О ЛУКИНЕ НИКОЛАЕ МИХАЙЛОВИЧЕ
Академик Николай Михайлович Лукин был в 1930-х годах директором Института истории Коммунистической Академии и затем директором Института истории Академии наук СССР (с 1936 г.) — я работала в это время сначала в первом, а затем и во втором упомянутом институте в качестве старшего научного сотрудника. Мне случалось много раз участвовать в заседаниях под его председательством, слушать его публичные выступления как в самых широких собраниях, так и в узкослужебном кругу. Могу засвидетельствовать, что Н.М.Лукин всегда выступал как подлинный большевик, всегда держался генеральной линии партии и никогда не делал никаких антипартийных и неправильно ориентирующих сотрудников заявлений и указаний. Арест его вызвал сожаление и недоумение в среде сотрудников Академии — никто не мог ни понять, ни предположить причины. Хотя по внешнему виду Н.М.Лукин и был несколько угрюм и очень сдержан, он тем не менее был прост в обращении и вполне доступен для сотрудников. Он был одним из выдающихся ученых-марксистов. Он был подлинным историком-исследователем — всегда основательно изучающим документальный материал и основывающим свои выводы на фактах. Этой внимательностью к документам и фактам он в то время поистине выдавался среди историков. Таких в то время (господствовали абстракции школы М.Н.Покровского) было мало. Он думал и работал медленно, требуя длительного периода сосредоточенности для научной работы. Я помню, как он объяснял группе сотрудников, что может сесть за научную работу только тогда, когда весь день может посвятить ей, — "а если в 1 час дня заседание, то весь день для работы потерян", — сказал он. Несмотря на эту требовательность к условиям работы, он успел создать ряд научно-исследовательских трудов бесспорного значения — назову его работу о Максимилиане Робеспьере, большой курс "Новейшая история Западной Европы", Очерки по истории Германии и особенно работу о Парижской коммуне (1922). Я помню, как однажды ему пришлось изменить свою точку зрения на одно из отдаленных исторических событий, — в отличие от многих историков, выступавших с голыми декларациями, Н.М.Лукин выступил с серьезным документальным обоснованием своего нового взгляда, что произвело тогда большое впечатление. И как ученый, и как руководитель учреждения Н.М.Лукин заслуживает высокой оценки.
24.1.1957 г. М.Нечкина,
|
От редакции
29 мая 1984 г. Бюро Отделения истории АН СССР приняло постановление об увековечении памяти Н.М.Лукина. К сожалению, оно пока остается невыполненным.
ПРИМЕЧАНИЯ
1 О судьбе Н.М.Лукиной подробнее см. Борин А.Б. Ритуал. – Литературная газета, 23.XI. 1988.
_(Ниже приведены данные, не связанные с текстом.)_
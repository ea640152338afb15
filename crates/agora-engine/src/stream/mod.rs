//! Lifecycle management for long-lived streaming collectors.
//!
//! The supervisor partitions an arena's channel set across sessions when
//! it exceeds the transport's per-connection subscription ceiling, spawns
//! one state-machine task per session, and exposes stop/state handles to
//! the external scheduler. Connection loss is never fatal to the
//! supervisor — only a session exceeding its reconnect cap is, and that
//! failure is scoped to the one session.

mod buffer;
mod session;

pub use session::SessionState;

use std::collections::HashMap;
use std::sync::{Arc, Mutex, MutexGuard, PoisonError};

use tokio::sync::watch;
use tokio::task::JoinHandle;
use tokio_util::sync::CancellationToken;
use uuid::Uuid;

use agora_core::{AppConfig, ArenaConfig, CollectionMode};
use agora_quota::{CredentialPool, RateLimiter, TierSelector};

use crate::adapter::{RecordSink, StatusCallback, StreamAdapter};
use crate::dedup::Deduplicator;
use crate::error::CollectError;
use crate::metrics::ArenaMetrics;

use session::{run_session, SessionContext};

struct SessionHandle {
    arena: String,
    channels: Vec<String>,
    shutdown: CancellationToken,
    state_rx: watch::Receiver<SessionState>,
    task: JoinHandle<()>,
}

/// Supervises every active stream session across arenas.
pub struct StreamingSupervisor {
    pool: Arc<CredentialPool>,
    tiers: Arc<TierSelector>,
    dedup: Arc<Deduplicator>,
    sink: Arc<dyn RecordSink>,
    metrics: Arc<ArenaMetrics>,
    callback: Arc<dyn StatusCallback>,
    backoff_base_ms: u64,
    sessions: Mutex<HashMap<Uuid, SessionHandle>>,
}

impl StreamingSupervisor {
    #[must_use]
    pub fn new(
        pool: Arc<CredentialPool>,
        limiter: Arc<RateLimiter>,
        dedup: Arc<Deduplicator>,
        sink: Arc<dyn RecordSink>,
        metrics: Arc<ArenaMetrics>,
        callback: Arc<dyn StatusCallback>,
        config: &AppConfig,
    ) -> Self {
        let tiers = Arc::new(TierSelector::new(Arc::clone(&pool), limiter));
        Self {
            pool,
            tiers,
            dedup,
            sink,
            metrics,
            callback,
            backoff_base_ms: config.retry_backoff_base_ms,
            sessions: Mutex::new(HashMap::new()),
        }
    }

    fn lock(&self) -> MutexGuard<'_, HashMap<Uuid, SessionHandle>> {
        self.sessions.lock().unwrap_or_else(PoisonError::into_inner)
    }

    /// Starts streaming collection for an arena, partitioning its channel
    /// set across as many sessions as the subscription ceiling requires.
    /// Returns the session ids, for later [`StreamingSupervisor::stop`]
    /// calls.
    ///
    /// # Errors
    ///
    /// Returns [`CollectError::Config`] when the arena is not a validated
    /// stream arena.
    pub fn start(
        &self,
        arena: &ArenaConfig,
        adapter: Arc<dyn StreamAdapter>,
    ) -> Result<Vec<Uuid>, CollectError> {
        if arena.mode != CollectionMode::Stream {
            return Err(CollectError::Config(format!(
                "arena '{}' is not a stream arena",
                arena.id
            )));
        }
        let Some(settings) = arena.stream.clone() else {
            return Err(CollectError::Config(format!(
                "stream arena '{}' has no stream settings",
                arena.id
            )));
        };

        let mut ids = Vec::new();
        let mut guard = self.lock();
        for chunk in settings.channels.chunks(settings.max_subscriptions_per_session) {
            let id = Uuid::new_v4();
            let shutdown = CancellationToken::new();
            let (state_tx, state_rx) = watch::channel(SessionState::Disconnected);

            let ctx = SessionContext {
                id,
                arena: arena.clone(),
                settings: settings.clone(),
                channels: chunk.to_vec(),
                adapter: Arc::clone(&adapter),
                pool: Arc::clone(&self.pool),
                tiers: Arc::clone(&self.tiers),
                dedup: Arc::clone(&self.dedup),
                sink: Arc::clone(&self.sink),
                metrics: Arc::clone(&self.metrics),
                callback: Arc::clone(&self.callback),
                shutdown: shutdown.clone(),
                state_tx,
                backoff_base_ms: self.backoff_base_ms,
            };

            tracing::info!(
                session = %id,
                arena = %arena.id,
                channels = chunk.len(),
                "starting stream session"
            );
            let task = tokio::spawn(run_session(ctx));
            guard.insert(
                id,
                SessionHandle {
                    arena: arena.id.clone(),
                    channels: chunk.to_vec(),
                    shutdown,
                    state_rx,
                    task,
                },
            );
            ids.push(id);
        }
        Ok(ids)
    }

    /// Requests shutdown of one session and waits for it to unsubscribe,
    /// flush its buffer, and reach a terminal state. Returns `false` for
    /// an unknown id.
    pub async fn stop(&self, session_id: Uuid) -> bool {
        let handle = self.lock().remove(&session_id);
        let Some(handle) = handle else {
            return false;
        };
        handle.shutdown.cancel();
        if let Err(e) = handle.task.await {
            tracing::error!(session = %session_id, error = %e, "session task join failed");
        }
        true
    }

    /// Stops every session the supervisor still tracks.
    pub async fn stop_all(&self) {
        let ids: Vec<Uuid> = self.lock().keys().copied().collect();
        for id in ids {
            self.stop(id).await;
        }
    }

    /// Current state of a session, if the supervisor still tracks it.
    #[must_use]
    pub fn session_state(&self, session_id: Uuid) -> Option<SessionState> {
        self.lock()
            .get(&session_id)
            .map(|h| *h.state_rx.borrow())
    }

    /// Channel slice a session is responsible for.
    #[must_use]
    pub fn session_channels(&self, session_id: Uuid) -> Option<Vec<String>> {
        self.lock().get(&session_id).map(|h| h.channels.clone())
    }

    /// Ids of all tracked sessions, with their arena.
    #[must_use]
    pub fn session_ids(&self) -> Vec<(Uuid, String)> {
        self.lock()
            .iter()
            .map(|(id, h)| (*id, h.arena.clone()))
            .collect()
    }
}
2 Некоторые советские историки в настоящее время по-иному оценивают деятельность "левых коммунистов". См. Панцов А.В. Брестский мир. — Вопросы истории, 1990, № 2, с. 79.
3 Пролетарская революция, 1930, № 6. Об обстоятельствах, связанных с появлением статьи Слуцкого, а затем письма Сталина и его последствиях для советской исторической науки см.: В.А.Дунаевский. Большевики и германские левые на международной арене. (Некоторые аспекты темы в освещении советской историографии конца 20-х - начала 30-х годов.) -Европа в новое и новейшее время. М., 1966, с. 496-513. Пролетарская революция, 1931, № 6.
4 Крестинский, Николай Николаевич — советский полпред в Германии в 1921-1930 гг., с 1930 г. – заместитель народного комиссара иностранных дел.